=== Brief ===
Search the records for the string "storage". Copy each line where it occurs.

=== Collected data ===
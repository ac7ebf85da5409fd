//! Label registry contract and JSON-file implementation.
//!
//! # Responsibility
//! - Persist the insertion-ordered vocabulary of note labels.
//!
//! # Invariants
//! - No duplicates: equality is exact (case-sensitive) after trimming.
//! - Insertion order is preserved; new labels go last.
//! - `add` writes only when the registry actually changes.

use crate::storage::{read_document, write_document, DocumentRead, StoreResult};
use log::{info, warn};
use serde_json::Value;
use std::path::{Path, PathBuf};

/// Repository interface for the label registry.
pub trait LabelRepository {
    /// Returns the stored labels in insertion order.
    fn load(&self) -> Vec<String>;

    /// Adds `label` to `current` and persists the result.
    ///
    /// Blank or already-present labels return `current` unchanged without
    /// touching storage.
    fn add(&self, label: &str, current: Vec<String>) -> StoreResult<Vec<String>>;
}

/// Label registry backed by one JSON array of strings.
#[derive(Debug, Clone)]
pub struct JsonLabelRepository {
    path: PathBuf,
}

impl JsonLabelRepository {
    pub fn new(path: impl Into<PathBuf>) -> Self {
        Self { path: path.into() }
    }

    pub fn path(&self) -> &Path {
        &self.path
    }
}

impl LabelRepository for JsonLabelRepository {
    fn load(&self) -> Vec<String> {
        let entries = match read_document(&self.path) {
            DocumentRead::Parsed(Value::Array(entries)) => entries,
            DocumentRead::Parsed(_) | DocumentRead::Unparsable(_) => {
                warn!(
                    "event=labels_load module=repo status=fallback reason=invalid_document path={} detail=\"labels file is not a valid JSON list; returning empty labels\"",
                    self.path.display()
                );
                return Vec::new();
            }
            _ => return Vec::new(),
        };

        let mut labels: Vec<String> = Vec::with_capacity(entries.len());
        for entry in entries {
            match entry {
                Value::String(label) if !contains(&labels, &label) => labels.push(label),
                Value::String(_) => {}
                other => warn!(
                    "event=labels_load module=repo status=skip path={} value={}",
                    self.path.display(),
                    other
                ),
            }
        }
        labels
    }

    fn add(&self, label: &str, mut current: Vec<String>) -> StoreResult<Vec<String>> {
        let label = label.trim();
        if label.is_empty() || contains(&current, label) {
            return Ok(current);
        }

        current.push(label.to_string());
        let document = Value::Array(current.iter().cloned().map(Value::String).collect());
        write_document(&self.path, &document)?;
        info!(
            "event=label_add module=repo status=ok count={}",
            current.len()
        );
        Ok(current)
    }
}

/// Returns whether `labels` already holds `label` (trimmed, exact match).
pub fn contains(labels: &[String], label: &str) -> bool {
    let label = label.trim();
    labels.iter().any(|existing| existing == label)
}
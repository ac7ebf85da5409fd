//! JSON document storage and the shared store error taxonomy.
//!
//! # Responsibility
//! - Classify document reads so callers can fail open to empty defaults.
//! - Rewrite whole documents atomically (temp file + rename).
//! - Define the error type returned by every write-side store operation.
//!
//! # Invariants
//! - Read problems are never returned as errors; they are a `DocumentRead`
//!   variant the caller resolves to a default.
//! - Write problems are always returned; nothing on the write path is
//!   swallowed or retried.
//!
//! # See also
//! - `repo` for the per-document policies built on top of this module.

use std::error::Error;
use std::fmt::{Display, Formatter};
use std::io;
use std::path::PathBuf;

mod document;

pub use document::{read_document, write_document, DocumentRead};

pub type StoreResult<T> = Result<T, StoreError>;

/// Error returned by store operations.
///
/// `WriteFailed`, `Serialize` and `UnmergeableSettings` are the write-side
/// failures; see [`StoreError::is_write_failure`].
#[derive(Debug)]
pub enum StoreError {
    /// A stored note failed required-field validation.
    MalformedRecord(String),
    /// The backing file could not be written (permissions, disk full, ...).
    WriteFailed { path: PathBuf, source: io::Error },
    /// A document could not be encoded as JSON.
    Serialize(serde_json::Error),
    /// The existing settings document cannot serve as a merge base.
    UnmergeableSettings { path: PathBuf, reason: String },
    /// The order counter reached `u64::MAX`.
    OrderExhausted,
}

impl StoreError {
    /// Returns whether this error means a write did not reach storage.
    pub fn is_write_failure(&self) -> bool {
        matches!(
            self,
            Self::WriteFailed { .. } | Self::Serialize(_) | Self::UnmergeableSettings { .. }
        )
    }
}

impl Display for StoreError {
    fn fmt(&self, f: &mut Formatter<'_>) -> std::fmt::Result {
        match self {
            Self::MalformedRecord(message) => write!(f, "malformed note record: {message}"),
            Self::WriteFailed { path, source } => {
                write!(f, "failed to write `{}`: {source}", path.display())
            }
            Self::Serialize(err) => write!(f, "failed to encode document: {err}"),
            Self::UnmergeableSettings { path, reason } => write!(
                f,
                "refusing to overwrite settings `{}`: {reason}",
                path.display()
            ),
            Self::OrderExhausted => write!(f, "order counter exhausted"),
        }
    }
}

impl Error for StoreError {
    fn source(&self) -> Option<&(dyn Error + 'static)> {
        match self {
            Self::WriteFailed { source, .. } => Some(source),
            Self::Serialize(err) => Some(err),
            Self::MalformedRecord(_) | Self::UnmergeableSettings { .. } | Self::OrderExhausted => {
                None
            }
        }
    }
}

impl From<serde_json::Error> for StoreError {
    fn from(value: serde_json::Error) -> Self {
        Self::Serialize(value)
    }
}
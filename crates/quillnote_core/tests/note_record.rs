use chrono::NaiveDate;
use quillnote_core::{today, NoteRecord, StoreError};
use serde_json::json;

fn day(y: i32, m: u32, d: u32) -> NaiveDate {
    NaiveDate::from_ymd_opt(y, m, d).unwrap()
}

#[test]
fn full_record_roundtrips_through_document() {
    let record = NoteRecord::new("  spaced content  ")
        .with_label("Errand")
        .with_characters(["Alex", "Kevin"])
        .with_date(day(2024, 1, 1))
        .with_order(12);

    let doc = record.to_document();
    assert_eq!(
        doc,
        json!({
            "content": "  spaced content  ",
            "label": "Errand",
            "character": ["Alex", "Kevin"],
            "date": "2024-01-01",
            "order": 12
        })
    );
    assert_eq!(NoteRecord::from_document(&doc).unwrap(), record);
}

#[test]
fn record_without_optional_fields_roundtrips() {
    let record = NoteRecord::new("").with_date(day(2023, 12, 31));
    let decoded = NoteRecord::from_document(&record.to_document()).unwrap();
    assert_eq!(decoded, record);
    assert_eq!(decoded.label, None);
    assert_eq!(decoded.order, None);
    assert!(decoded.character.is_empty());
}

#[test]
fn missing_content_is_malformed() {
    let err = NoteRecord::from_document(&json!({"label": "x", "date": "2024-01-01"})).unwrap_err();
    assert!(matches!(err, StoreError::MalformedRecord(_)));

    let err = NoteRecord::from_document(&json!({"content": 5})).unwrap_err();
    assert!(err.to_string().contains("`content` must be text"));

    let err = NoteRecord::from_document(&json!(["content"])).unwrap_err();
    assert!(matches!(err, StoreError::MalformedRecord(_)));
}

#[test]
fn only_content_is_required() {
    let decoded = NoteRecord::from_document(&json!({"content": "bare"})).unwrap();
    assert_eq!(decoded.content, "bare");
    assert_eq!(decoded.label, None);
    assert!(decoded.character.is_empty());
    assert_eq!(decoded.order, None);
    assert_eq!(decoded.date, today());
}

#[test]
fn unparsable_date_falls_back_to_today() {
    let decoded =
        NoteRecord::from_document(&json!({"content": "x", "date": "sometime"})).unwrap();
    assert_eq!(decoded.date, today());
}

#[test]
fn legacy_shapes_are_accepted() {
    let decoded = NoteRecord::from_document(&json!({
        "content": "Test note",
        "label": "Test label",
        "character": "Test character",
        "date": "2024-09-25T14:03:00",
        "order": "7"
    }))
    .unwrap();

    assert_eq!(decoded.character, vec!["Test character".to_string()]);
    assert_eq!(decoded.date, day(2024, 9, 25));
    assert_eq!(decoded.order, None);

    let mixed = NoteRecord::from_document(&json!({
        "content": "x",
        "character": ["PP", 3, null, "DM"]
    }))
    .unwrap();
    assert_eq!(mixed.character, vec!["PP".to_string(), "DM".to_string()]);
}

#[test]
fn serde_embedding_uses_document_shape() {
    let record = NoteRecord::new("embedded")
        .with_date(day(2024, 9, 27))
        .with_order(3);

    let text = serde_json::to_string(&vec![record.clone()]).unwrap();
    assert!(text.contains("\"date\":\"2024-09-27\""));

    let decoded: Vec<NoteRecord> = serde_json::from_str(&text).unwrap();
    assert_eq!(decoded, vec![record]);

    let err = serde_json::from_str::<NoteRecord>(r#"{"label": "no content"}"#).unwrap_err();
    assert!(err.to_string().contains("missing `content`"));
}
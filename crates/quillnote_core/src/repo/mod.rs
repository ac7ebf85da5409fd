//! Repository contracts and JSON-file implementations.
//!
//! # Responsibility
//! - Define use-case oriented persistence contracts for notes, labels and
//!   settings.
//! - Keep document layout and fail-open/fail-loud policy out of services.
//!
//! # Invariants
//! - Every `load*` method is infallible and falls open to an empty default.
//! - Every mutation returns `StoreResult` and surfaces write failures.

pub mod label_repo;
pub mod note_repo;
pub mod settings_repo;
---
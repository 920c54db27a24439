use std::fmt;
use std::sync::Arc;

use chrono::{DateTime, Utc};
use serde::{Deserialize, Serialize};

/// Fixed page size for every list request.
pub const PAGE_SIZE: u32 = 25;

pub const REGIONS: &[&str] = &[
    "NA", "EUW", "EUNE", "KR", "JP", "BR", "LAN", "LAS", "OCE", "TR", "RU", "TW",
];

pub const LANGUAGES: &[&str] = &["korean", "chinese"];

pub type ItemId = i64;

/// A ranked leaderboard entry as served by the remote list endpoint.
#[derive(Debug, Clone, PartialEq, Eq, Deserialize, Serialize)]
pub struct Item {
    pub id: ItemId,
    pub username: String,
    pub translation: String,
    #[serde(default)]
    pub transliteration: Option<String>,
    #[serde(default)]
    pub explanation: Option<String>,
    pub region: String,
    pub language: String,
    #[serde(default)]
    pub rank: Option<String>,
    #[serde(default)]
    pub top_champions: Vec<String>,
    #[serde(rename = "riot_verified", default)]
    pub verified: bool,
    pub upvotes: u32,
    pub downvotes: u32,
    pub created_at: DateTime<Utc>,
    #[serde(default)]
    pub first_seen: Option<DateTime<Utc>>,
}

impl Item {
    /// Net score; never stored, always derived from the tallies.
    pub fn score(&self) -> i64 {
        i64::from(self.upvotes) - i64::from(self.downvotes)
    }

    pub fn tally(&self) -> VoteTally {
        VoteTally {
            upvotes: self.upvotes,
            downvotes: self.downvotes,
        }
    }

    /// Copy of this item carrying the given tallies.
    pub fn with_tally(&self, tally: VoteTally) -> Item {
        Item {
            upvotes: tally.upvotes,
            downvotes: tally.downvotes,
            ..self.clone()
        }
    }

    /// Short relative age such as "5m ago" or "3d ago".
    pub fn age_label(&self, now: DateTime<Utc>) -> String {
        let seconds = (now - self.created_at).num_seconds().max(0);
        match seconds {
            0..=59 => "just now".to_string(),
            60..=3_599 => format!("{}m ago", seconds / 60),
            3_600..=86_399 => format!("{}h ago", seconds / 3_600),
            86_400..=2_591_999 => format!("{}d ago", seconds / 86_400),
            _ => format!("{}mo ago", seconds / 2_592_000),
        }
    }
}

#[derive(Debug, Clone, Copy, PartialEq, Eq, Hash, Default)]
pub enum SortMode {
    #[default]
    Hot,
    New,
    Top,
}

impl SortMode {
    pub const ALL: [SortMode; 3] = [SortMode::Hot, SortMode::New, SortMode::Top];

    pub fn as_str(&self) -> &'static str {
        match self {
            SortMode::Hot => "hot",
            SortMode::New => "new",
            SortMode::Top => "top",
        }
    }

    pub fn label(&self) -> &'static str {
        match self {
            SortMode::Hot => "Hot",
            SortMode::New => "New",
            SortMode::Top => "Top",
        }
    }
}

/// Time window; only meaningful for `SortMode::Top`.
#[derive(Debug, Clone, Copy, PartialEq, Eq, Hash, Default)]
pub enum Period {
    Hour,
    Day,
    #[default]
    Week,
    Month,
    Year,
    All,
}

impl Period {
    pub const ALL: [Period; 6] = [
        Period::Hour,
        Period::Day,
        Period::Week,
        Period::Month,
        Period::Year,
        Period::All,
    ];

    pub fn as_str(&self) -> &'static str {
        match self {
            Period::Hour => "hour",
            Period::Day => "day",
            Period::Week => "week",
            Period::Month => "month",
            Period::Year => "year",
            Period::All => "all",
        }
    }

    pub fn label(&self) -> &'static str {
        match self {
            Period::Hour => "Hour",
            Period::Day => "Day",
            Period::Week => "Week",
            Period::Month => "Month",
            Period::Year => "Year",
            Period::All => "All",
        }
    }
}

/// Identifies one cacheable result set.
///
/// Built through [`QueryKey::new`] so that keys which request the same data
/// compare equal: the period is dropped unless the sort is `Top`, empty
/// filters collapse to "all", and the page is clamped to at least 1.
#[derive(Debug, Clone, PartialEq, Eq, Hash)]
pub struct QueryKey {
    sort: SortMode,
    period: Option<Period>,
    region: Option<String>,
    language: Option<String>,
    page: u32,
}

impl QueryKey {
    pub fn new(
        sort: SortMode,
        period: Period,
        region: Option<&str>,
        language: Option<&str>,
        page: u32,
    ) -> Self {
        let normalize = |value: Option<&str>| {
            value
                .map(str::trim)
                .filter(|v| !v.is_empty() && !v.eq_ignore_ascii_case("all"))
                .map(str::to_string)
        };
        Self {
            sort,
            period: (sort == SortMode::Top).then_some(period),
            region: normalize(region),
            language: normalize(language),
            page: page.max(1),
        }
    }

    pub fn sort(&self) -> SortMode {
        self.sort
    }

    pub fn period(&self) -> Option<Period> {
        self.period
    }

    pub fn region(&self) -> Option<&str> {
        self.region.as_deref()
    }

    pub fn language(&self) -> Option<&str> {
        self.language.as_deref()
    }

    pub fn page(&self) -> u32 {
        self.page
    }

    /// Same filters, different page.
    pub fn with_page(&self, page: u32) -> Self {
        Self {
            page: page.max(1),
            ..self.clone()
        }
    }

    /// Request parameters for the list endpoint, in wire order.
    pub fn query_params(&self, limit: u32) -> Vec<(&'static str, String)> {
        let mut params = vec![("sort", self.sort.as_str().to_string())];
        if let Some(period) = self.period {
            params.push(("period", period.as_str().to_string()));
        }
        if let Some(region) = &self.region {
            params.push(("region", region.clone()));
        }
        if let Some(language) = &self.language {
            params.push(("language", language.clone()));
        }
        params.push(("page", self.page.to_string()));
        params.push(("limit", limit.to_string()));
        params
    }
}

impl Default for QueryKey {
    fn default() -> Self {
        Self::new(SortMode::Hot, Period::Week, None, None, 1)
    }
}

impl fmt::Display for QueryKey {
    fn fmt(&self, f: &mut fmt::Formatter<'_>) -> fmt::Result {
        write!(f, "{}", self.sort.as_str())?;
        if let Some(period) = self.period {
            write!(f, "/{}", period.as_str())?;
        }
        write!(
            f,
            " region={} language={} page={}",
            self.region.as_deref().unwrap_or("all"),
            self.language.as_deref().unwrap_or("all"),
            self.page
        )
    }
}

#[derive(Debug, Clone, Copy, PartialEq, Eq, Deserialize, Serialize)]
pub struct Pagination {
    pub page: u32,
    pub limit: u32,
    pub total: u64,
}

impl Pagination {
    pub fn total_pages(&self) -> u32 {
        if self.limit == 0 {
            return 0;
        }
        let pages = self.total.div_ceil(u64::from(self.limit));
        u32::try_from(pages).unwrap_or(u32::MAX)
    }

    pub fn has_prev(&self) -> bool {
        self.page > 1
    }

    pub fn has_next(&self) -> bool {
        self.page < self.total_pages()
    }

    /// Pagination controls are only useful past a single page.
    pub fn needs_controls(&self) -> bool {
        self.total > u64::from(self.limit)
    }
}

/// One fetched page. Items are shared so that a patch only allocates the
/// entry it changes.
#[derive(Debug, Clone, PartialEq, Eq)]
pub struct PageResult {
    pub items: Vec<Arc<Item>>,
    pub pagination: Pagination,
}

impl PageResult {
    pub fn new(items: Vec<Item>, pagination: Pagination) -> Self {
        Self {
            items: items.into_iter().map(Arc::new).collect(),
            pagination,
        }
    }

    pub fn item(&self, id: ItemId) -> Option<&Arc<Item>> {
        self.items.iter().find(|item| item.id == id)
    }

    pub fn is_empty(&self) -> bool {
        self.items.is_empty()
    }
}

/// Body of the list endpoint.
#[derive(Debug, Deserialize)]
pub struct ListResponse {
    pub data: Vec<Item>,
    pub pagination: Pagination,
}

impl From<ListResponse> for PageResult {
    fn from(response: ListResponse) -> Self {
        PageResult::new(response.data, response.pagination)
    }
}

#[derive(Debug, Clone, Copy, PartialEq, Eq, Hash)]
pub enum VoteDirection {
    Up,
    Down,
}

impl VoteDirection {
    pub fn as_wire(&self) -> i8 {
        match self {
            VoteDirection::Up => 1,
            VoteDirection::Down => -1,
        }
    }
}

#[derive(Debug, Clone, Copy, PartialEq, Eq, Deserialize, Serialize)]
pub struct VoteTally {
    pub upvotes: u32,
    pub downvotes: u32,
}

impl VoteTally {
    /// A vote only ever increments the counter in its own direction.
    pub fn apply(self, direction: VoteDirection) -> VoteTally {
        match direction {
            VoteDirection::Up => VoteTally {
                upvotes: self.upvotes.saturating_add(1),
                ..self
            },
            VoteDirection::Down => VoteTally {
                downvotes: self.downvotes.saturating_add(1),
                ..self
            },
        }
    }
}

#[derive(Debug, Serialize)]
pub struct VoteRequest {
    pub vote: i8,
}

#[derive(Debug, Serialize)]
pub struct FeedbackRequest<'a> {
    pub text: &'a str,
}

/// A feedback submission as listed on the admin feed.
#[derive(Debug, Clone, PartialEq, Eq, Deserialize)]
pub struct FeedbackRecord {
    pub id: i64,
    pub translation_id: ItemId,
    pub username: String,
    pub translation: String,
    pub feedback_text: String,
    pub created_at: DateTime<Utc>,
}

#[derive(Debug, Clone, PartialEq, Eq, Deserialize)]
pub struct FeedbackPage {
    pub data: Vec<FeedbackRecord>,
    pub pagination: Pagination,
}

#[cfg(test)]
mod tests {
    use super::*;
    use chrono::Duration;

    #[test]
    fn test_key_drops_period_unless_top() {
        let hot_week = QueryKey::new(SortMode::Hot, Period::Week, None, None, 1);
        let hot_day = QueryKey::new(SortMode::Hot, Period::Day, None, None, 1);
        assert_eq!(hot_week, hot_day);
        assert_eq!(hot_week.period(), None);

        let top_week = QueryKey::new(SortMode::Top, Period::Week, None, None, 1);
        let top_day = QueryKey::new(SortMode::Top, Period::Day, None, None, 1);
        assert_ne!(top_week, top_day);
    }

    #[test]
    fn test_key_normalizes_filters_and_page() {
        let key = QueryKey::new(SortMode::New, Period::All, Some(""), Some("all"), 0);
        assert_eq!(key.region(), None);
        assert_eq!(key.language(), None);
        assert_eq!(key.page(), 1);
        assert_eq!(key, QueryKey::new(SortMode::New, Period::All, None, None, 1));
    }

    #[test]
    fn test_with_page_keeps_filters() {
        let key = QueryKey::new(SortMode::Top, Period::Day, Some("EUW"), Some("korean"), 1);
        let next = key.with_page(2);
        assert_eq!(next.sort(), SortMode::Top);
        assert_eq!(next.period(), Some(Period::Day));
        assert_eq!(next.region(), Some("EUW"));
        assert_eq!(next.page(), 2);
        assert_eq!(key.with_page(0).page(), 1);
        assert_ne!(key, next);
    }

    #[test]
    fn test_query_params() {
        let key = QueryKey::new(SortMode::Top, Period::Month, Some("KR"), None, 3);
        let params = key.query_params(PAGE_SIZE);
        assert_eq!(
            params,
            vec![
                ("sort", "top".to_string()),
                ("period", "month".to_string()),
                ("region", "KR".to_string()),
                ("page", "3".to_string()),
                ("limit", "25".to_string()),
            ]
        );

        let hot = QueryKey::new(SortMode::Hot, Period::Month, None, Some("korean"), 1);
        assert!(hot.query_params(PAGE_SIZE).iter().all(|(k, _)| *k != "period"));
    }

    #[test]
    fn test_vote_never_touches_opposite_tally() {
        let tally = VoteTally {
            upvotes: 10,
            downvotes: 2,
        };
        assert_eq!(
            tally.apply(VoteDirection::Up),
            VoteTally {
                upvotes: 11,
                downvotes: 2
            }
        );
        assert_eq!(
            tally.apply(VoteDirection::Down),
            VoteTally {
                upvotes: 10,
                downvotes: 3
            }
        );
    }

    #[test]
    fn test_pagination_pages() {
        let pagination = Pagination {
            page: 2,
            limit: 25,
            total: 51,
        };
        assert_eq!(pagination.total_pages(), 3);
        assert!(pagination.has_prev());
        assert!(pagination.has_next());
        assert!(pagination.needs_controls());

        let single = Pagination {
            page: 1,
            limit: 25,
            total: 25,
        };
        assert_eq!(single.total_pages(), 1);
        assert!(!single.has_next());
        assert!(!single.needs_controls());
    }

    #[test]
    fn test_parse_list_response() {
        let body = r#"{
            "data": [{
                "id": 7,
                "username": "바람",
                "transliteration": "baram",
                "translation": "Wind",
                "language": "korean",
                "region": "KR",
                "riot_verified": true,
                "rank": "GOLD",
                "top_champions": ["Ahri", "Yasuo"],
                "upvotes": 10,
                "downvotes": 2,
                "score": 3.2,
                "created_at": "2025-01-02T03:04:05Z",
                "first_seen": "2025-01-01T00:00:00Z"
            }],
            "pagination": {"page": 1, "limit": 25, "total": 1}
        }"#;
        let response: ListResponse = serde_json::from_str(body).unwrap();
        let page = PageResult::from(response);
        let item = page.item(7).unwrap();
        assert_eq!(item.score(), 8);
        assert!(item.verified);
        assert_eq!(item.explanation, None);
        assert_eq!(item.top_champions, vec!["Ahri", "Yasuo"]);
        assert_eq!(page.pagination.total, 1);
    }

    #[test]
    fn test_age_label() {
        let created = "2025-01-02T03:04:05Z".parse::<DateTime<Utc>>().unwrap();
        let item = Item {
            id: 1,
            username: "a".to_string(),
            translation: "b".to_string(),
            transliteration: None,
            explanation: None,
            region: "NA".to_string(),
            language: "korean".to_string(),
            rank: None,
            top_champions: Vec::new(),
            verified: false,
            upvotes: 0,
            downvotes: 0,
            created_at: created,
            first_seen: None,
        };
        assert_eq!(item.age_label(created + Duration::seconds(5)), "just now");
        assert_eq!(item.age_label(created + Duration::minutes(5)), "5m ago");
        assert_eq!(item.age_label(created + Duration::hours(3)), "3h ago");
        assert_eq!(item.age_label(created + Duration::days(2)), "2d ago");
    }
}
--
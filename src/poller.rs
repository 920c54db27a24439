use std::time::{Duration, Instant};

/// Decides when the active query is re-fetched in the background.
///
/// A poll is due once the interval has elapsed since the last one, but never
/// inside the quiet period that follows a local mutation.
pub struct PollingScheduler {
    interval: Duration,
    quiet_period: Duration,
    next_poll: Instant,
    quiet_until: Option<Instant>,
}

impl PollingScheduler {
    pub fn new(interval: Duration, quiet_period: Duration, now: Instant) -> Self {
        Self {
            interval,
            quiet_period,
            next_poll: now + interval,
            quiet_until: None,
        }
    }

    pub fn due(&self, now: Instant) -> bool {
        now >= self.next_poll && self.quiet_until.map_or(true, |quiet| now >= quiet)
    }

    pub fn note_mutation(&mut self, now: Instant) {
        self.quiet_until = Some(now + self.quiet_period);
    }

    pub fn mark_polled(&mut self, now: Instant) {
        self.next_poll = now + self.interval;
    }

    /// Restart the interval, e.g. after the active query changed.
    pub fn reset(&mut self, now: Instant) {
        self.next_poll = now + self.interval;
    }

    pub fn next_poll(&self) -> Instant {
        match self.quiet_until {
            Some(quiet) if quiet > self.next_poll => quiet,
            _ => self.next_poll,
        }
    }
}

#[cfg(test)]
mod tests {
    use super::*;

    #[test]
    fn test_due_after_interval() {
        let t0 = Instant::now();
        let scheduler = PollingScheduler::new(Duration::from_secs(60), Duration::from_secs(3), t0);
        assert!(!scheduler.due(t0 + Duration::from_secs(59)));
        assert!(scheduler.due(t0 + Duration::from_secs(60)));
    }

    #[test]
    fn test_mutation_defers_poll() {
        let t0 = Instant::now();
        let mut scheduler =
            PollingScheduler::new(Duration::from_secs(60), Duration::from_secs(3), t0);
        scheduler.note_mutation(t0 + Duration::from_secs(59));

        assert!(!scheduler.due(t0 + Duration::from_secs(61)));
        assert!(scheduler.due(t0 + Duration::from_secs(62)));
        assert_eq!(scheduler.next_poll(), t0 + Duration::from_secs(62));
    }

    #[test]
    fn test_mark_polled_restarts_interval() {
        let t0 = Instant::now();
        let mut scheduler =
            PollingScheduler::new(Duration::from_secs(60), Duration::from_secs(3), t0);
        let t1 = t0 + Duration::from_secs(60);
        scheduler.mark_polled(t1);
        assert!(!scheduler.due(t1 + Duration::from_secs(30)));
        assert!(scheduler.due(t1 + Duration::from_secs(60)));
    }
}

=== Result of this task ===
use crate::storage::{read_document, write_document, DocumentRead, StoreResult};
    /// touching storage.
//! JSON document storage and the shared store error taxonomy.
    /// Returns whether this error means a write did not reach storage.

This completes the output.